When Israeli Prime Minister Benjamin Netanyahu visits Australia, attention is naturally focused on the issue of Israel’s occupation and its treatment of the Palestinians. That has been the thrust of the protests, but it is far from what is on Netanyahu’s mind—or what the two countries’ leaders are discussing.
For Israel, the Palestinians have long since ceased being of any interest, let alone an existential threat. True, Israeli leaders have to fight minor rearguard actions against protests and criticism when they leave their gilded cage, and they are waging a battle against BDF (the Boycott, Divestment, Sanctions movement). Overall, however, Israel’s position in the international community remains strong. Witness the Australian government’s embrace; even the UN Security Council resolution against settlement construction was merely symbolic, carrying no sanctions. Domestically, Netanyahu’s extreme right-wing government is stable and, among the Israeli public, the Palestine issue has become virtually a non-issue. On the contrary, the government is poised to annex a substantial part of the West Bank, ending prospects of a two-state solution and formally instituting an apartheid system, with little push-back either internationally or at home. Netanyahu is sitting pretty.
So why is he in Australia? Well, it never hurts to boost relations with an ally, and particularly with an influential Jewish community that keeps that ally in line. And there is a certain symbiosis of two settler-states with some common experiences repressing crimes done to their Indigenous peoples on the way to establishing democracies.

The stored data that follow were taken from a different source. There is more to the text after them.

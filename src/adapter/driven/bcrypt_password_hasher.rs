use crate::domain::port::{PasswordHashError, PasswordHasher};

/// bcryptによるパスワードハッシュ
pub struct BcryptPasswordHasher {
    cost: u32,
}

impl BcryptPasswordHasher {
    /// bcryptが受け付ける最小コスト（テスト用）
    pub const MIN_COST: u32 = 4;

    pub fn new(cost: u32) -> Self {
        Self { cost }
    }
}

impl PasswordHasher for BcryptPasswordHasher {
    fn hash(&self, password: &str) -> Result<String, PasswordHashError> {
        bcrypt::hash(password, self.cost).map_err(|e| PasswordHashError::HashFailed(e.to_string()))
    }

    fn verify(&self, password: &str, hash: &str) -> Result<bool, PasswordHashError> {
        bcrypt::verify(password, hash).map_err(|e| PasswordHashError::VerifyFailed(e.to_string()))
    }
}
// ドメイン層
// 外部に依存しないビジネスルールを置く

pub mod error;
pub mod model;
pub mod port;
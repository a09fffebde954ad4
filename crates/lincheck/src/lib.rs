//! Checker for candidate solutions of small linear equation systems.
//!
//! A [`LinearSystem`] holds an N×N coefficient matrix and a right-hand-side vector. It can be
//! populated from any [`RealSource`], rendered as readable equations, and asked whether a
//! candidate vector satisfies every equation within a fixed absolute tolerance. The system never
//! *solves* anything; it only verifies candidates supplied by the caller.
//!
//! [`LinearSystem`]: system::LinearSystem
//! [`RealSource`]: input::RealSource

use log::LevelFilter;

pub mod input;
pub mod system;

/// macro-use only, not part of public API.
#[doc(hidden)]
pub fn init_logger(calling_crate: &'static str) {
    let log_level = LevelFilter::Debug;
    env_logger::Builder::new()
        .filter(Some(calling_crate), log_level)
        .filter(Some(env!("CARGO_PKG_NAME")), log_level)
        .parse_default_env()
        .try_init()
        .ok();
}

/// Initializes logging to *stderr*.
///
/// The calling crate and lincheck will log at *debug* level; `RUST_LOG` overrides apply on top.
///
/// If a global logger is already registered, this macro will do nothing.
#[macro_export]
macro_rules! init_logger {
    () => {
        $crate::init_logger(env!("CARGO_CRATE_NAME"))
    };
}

But the agenda in fact has more to do with security politics than with security. Australia is potentially a major market for Israeli security and military technologies, and an entrée into other lucrative Southeast Asian markets, Indonesia in particular. (Netanyahu stopped in Singapore on the way, a country whose very army was built from the ground up by Israel and which purchases patrol and missile boats, fighter planes, intelligence equipment, control and command centres, Israeli drones and dozens of Israeli-made Merkava tanks.) So Australian purchases of security and surveillance systems, cyberwarfare devices, drones, ship-borne missile defence, Battle Management Systems, Integrated Infantry Combat Systems that equips soldiers with advanced, miniaturised hi-tech tools (especially relevant to Australian Special Operation Forces), armoured vehicle protection and much more is high on the agenda.
But Netanyahu is peddling something far larger and more insidious: a Security State. Just as it has embarked on a campaign of ‘lawfare’—getting the international community to revise the rules of war in ways Israel and other states would like, i.e., making any civilian suspected of being a ‘terrorist’ fair game—so too is it working to transform other countries’ democracies into Security States that resemble, and legitimate, its own.

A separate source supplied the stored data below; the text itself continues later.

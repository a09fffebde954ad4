//! Approximate equality.

mod impls;

use std::{fmt, panic::Location};

/// Types that can be compared for *approximate equality*.
///
/// Compound types implementing this trait are considered *equal* if all of their fields are.
///
/// For more information on the subtleties of approximate floating-point number comparison, see:
/// <https://randomascii.wordpress.com/2012/02/25/comparing-floating-point-numbers-2012-edition/>
pub trait ApproxEq<Rhs: ?Sized = Self> {
    /// Type representing the tolerance for absolute and relative comparisons.
    ///
    /// This is almost always either [`f32`] or [`f64`], depending on which one is the underlying
    /// primitive type being compared.
    type Tolerance: DefaultTolerances + Copy;

    /// Performs an *absolute comparison* of `self` and `other`.
    ///
    /// If the absolute difference of the compared values is less than or equal to `abs_tolerance`,
    /// the values are considered to be equal.
    fn abs_diff_eq(&self, other: &Rhs, abs_tolerance: Self::Tolerance) -> bool;

    /// Performs a *relative comparison* of `self` and `other`.
    ///
    /// If the absolute difference of the compared values is less than or equal to the largest of
    /// the two values times `rel_tolerance`, the values are considered to be equal.
    fn rel_diff_eq(&self, other: &Rhs, rel_tolerance: Self::Tolerance) -> bool;
}

/// Trait implemented for the `Tolerance` value of [`ApproxEq`] implementations.
///
/// This supplies the default tolerances used by [`assert_approx_eq!`][crate::assert_approx_eq]
/// and [`assert_approx_ne!`][crate::assert_approx_ne].
pub trait DefaultTolerances {
    /// Default tolerance for *absolute comparisons* via [`ApproxEq::abs_diff_eq`].
    const DEFAULT_ABS_TOLERANCE: Self;
    /// Default tolerance for *relative comparisons* via [`ApproxEq::rel_diff_eq`].
    const DEFAULT_REL_TOLERANCE: Self;
}

impl DefaultTolerances for f32 {
    const DEFAULT_ABS_TOLERANCE: Self = Self::EPSILON;
    const DEFAULT_REL_TOLERANCE: Self = Self::EPSILON;
}

impl DefaultTolerances for f64 {
    const DEFAULT_ABS_TOLERANCE: Self = Self::EPSILON;
    const DEFAULT_REL_TOLERANCE: Self = Self::EPSILON;
}

/// Assertion guard returned by the [`assert_approx_eq!`][crate::assert_approx_eq]
/// and [`assert_approx_ne!`][crate::assert_approx_ne] macros.
///
/// This type will check the assertion when dropped, and has methods that allow configuring the
/// comparison method and tolerances to use:
///
/// - [`Asserter::abs`] for comparing the value's *absolute difference* via [`ApproxEq::abs_diff_eq`].
/// - [`Asserter::rel`] for comparing the value's *relative difference* via [`ApproxEq::rel_diff_eq`].
///
/// If both methods are called, the values will be considered equal if *either* comparison
/// considers them equal (ie. the results are ORed together).
///
/// If neither method is called to customize the behavior, a *default comparison* is performed:
/// the values compare equal if an *absolute comparison* with a tolerance of
/// [`DEFAULT_ABS_TOLERANCE`] considers them equal, *or* if a *relative comparison* with a
/// tolerance of [`DEFAULT_REL_TOLERANCE`] considers them equal.
///
/// [`DEFAULT_ABS_TOLERANCE`]: DefaultTolerances::DEFAULT_ABS_TOLERANCE
/// [`DEFAULT_REL_TOLERANCE`]: DefaultTolerances::DEFAULT_REL_TOLERANCE
pub struct Asserter<'a, T>
where
    T: ApproxEq + fmt::Debug,
{
    left: &'a T,
    right: &'a T,
    kind: AssertionKind,
    location: &'static Location<'static>,
    msg: Option<fmt::Arguments<'a>>,
    abs: Option<T::Tolerance>,
    rel: Option<T::Tolerance>,
}

impl<'a, T> Asserter<'a, T>
where
    T: ApproxEq + fmt::Debug,
{
    #[doc(hidden)]
    #[track_caller]
    pub fn new(
        left: &'a T,
        right: &'a T,
        kind: AssertionKind,
        msg: Option<fmt::Arguments<'a>>,
    ) -> Self {
        Self {
            left,
            right,
            kind,
            location: Location::caller(),
            msg,
            abs: None,
            rel: None,
        }
    }

    /// Perform an *absolute comparison* of the values with the given tolerance.
    ///
    /// If the absolute difference of the compared values is less than or equal to `abs`, the values
    /// are considered to be equal.
    ///
    /// This type of comparison is typically a good choice when comparing values that are relatively
    /// close to zero and potentially have opposing signs.
    pub fn abs(&mut self, abs: T::Tolerance) -> &mut Self {
        self.abs = Some(abs);
        self
    }

    /// Perform a *relative comparison* of the values with the given tolerance.
    ///
    /// If the absolute difference of the compared values is less than or equal to the largest of
    /// the two values times `rel`, the values are considered to be equal.
    ///
    /// This type of comparison is a good default for numbers that aren't very close to zero. For
    /// numbers close to zero, a very large relative tolerance might be required (eg. two numbers
    /// close to zero but with opposing signs will only compare equal with a relative tolerance of
    /// at least 2.0; any non-zero number will only compare equal to 0.0 with a relative tolerance
    /// of at least 1.0).
    pub fn rel(&mut self, rel: T::Tolerance) -> &mut Self {
        self.rel = Some(rel);
        self
    }

    fn equal(&mut self) -> bool {
        if let Some(abs) = self.abs.take() {
            if T::abs_diff_eq(self.left, self.right, abs) {
                return true;
            }
        }
        if let Some(rel) = self.rel.take() {
            if T::rel_diff_eq(self.left, self.right, rel) {
                return true;
            }
        }

        false
    }
}

impl<'a, T> Drop for Asserter<'a, T>
where
    T: ApproxEq + fmt::Debug,
{
    // FIXME: the largest UX issue is that `#[track_caller]` does not work correctly on destructors
    // (the location of `ptr::drop_in_place` is blamed instead of the user code dropping the value)
    fn drop(&mut self) {
        if self.abs.is_none() && self.rel.is_none() {
            // Configure default behavior.
            self.abs = Some(T::Tolerance::DEFAULT_ABS_TOLERANCE);
            self.rel = Some(T::Tolerance::DEFAULT_REL_TOLERANCE);
        }

        let equal = self.equal();
        if (!equal && self.kind == AssertionKind::Eq) || (equal && self.kind == AssertionKind::Ne) {
            assert_failed_inner(self.left, self.right, self.kind, self.location, self.msg);
        }
    }
}

fn assert_failed_inner(
    left: &dyn fmt::Debug,
    right: &dyn fmt::Debug,
    kind: AssertionKind,
    location: &Location<'_>,
    args: Option<fmt::Arguments<'_>>,
) -> ! {
    let op = match kind {
        AssertionKind::Eq => "==",
        AssertionKind::Ne => "!=",
    };
    match args {
        // If the panic output takes you here, you've probably clicked on the wrong location.
        // `#[track_caller]` doesn't work correctly on `drop`, so we manually print the correct
        // location of the assertion.
        Some(args) => panic!(
            r#"assertion `left {op} right` failed at {location}: {args}
  left: {left:?}
 right: {right:?}"#
        ),
        None => panic!(
            r#"assertion `left {op} right` failed at {location}
  left: {left:?}
 right: {right:?}"#
        ),
    }
}

#[doc(hidden)]
#[derive(Clone, Copy, PartialEq, Eq)]
#[non_exhaustive]
pub enum AssertionKind {
    Eq,
    Ne,
}

/// Asserts that two expressions are approximately equal to each other (using [`ApproxEq`]).
///
/// This macro functions identically to [`assert_eq!`], except in that it uses the [`ApproxEq`]
/// trait to perform an approximate comparison, and returns an [`Asserter`] that can be used to
/// configure the exact type of comparison, as well as the tolerance values to use.
///
/// Also see [`assert_approx_ne!`].
///
/// # Examples
///
/// Default approximate comparison:
///
/// ```
/// # use lincheck_linalg::*;
/// let one = (0..10).fold(0.0, |acc, _| acc + 0.1);
/// assert_approx_eq!(one, 1.0);
/// ```
///
/// Perform absolute and relative comparisons with custom tolerance values:
///
/// ```
/// # use lincheck_linalg::*;
/// assert_approx_eq!(100.0, 99.0).abs(1.0);
/// assert_approx_eq!(100.0, 99.0).rel(0.01);
/// ```
#[macro_export]
macro_rules! assert_approx_eq {
    ($lhs:expr, $rhs:expr $(,)?) => {
        $crate::approx::Asserter::new(&$lhs, &$rhs, $crate::approx::AssertionKind::Eq, ::core::option::Option::None)
    };
    ($lhs:expr, $rhs:expr, $($arg:tt)+) => {
        $crate::approx::Asserter::new(&$lhs, &$rhs, $crate::approx::AssertionKind::Eq, ::core::option::Option::Some(::core::format_args!($($arg)+)))
    };
}

/// Asserts that two expressions are *not* approximately equal to each other (using [`ApproxEq`]).
///
/// This macro functions identically to [`assert_ne!`], except in that it uses the [`ApproxEq`]
/// trait to perform an approximate comparison, and returns an [`Asserter`] that can be used to
/// configure the exact type of comparison, as well as the tolerance values to use.
///
/// Also see [`assert_approx_eq!`].
///
/// # Examples
///
/// ```
/// # use lincheck_linalg::*;
/// assert_approx_ne!(100.0, 99.0).abs(0.5);
/// assert_approx_ne!(100.0, 99.0).rel(0.005);
/// ```
#[macro_export]
macro_rules! assert_approx_ne {
    ($lhs:expr, $rhs:expr $(,)?) => {
        $crate::approx::Asserter::new(
            &$lhs,
            &$rhs,
            $crate::approx::AssertionKind::Ne,
            ::core::option::Option::None
        )
    };
    ($lhs:expr, $rhs:expr, $($arg:tt)+) => {
        $crate::approx::Asserter::new(
            &$lhs,
            &$rhs,
            $crate::approx::AssertionKind::Ne,
            ::core::option::Option::Some(::core::format_args!($($arg)+))
        )
    };
}

#[cfg(test)]
mod tests {
    #[test]
    #[should_panic(expected = "assertion `left != right` failed")]
    fn fail_ne() {
        assert_approx_ne!(1.0, 1.0);
    }

    #[test]
    #[should_panic(expected = "assertion `left == right` failed")]
    fn fail_eq() {
        assert_approx_eq!(1.0, 2.0);
    }

    #[test]
    #[should_panic(expected = "my message")]
    fn assertion_message() {
        assert_approx_eq!(1.0, 2.0, "my message");
    }

    #[test]
    fn rel() {
        assert_approx_eq!(1.0, 1.001).rel(0.01);
        assert_approx_eq!(1.0, -1.0).rel(2.0);
        assert_approx_eq!(0.0, 0.00001).rel(1.0);
    }

    #[test]
    fn tolerance_is_inclusive() {
        assert_approx_eq!(0.0_f64, 1e-6).abs(1e-6);
        assert_approx_ne!(0.0_f64, 1e-6 + 1e-12).abs(1e-6);
    }

    #[test]
    fn negative() {
        assert_approx_ne!(1.0, -1.0);
        assert_approx_ne!(1.0, -1.0).abs(1.0);
        assert_approx_eq!(1.0, -1.0).abs(2.0);
        assert_approx_eq!(-1.0, -1.0).abs(0.0);
        assert_approx_eq!(-1.0, -1.0).rel(0.0);
    }

    #[test]
    fn nan() {
        assert_approx_ne!(f64::NAN, f64::NAN).abs(0.0);
        assert_approx_ne!(f64::NAN, f64::NAN).rel(0.0);
        assert_approx_ne!(f64::NAN, f64::NAN).abs(1.0);
        assert_approx_ne!(f64::NAN, f64::NAN).rel(1.0);

        assert_approx_ne!(f64::NAN, 0.0).abs(1.0);
        assert_approx_ne!(f64::NAN, 0.0).rel(1.0);
    }

    #[test]
    fn inf() {
        assert_approx_eq!(f64::INFINITY, f64::INFINITY).abs(0.0);
        assert_approx_eq!(f64::INFINITY, f64::INFINITY).rel(0.0);
        assert_approx_ne!(f64::INFINITY, f64::NEG_INFINITY).abs(0.0);
        assert_approx_ne!(f64::INFINITY, f64::MAX).abs(10000.0);
        assert_approx_ne!(f64::INFINITY, f64::MAX).rel(10000.0);
        assert_approx_ne!(f64::MAX, f64::INFINITY).abs(10000.0);
        assert_approx_ne!(f64::MAX, f64::INFINITY).rel(10000.0);
    }
}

What is a Security State? A state that places security above all else, which considers democracy and human rights ‘liberal luxuries’ in a world awash with terrorism. When Brussels was bombed last March, the Israeli government did not convey its condolences. Instead, Israel Katz, the Minister of Intelligence, said infamously: ‘If in Belgium they continue to eat chocolate, enjoy life and parade as great liberals and democrats while not taking account of the fact that some of the Muslims who are there are organising acts of terror, they will not be able to fight against them’. In what may be history’s greatest act of chutzpa, Israel presents itself to countries like Australia as the model of the future.
You should not be criticising us, say Netanyahu and his cohorts, you should be imitating us. For look at what we have done. We have created a country from the Mediterranean to the Jordan River that provides its citizens with personal security, a vibrant democracy and a flourishing economy—even though half the population are terrorists (i.e., Palestinians living in enclaves of the country, non-citizens ruled by the Palestinian Authority or Hamas). If we can achieve that, imagine what we can offer Belgium, France, the UK and the US, countries that have suffered terrorist attacks—and potentially Australia.
Israel has turned resistance arising out of 50 years of occupation—and all resistance is termed ‘terrorism’, another way of empowering states in their struggles against their own peoples—into a marketable product. ‘As a country that’s endured decades of conflict and terror,’ writes Anthony Bergin (senior analyst with the Australian Strategic Policy Institute and co-author of The Wattle and the Olive, urging greater Australian-Israeli security cooperation), ‘yet still managed to build a flourishing economy and vibrant democracy, Israel offers insights into individual and societal resilience’.
The Security State being peddled by Netanyahu is merely a form of a police state whose populace is easily manipulated by an obsession with ‘security’, as Israel has succeeded in instituting at home. It is a state driven by the logic permanent war, of absolute security that trumps all democratic protections. If Australia can be persuaded to buy into that dystopian notion of security, it offers Israel both a major market for security technologies and a reliable ally that will buy into its self-serving paranoia.
*Jeff Halper is an Israeli anthropologist, the head of the Israel Committee Against House Demolitions (ICAHD) and the author of War Against the People: Israel, the Palestinians and Global Pacification (London, Pluto Books, 2015).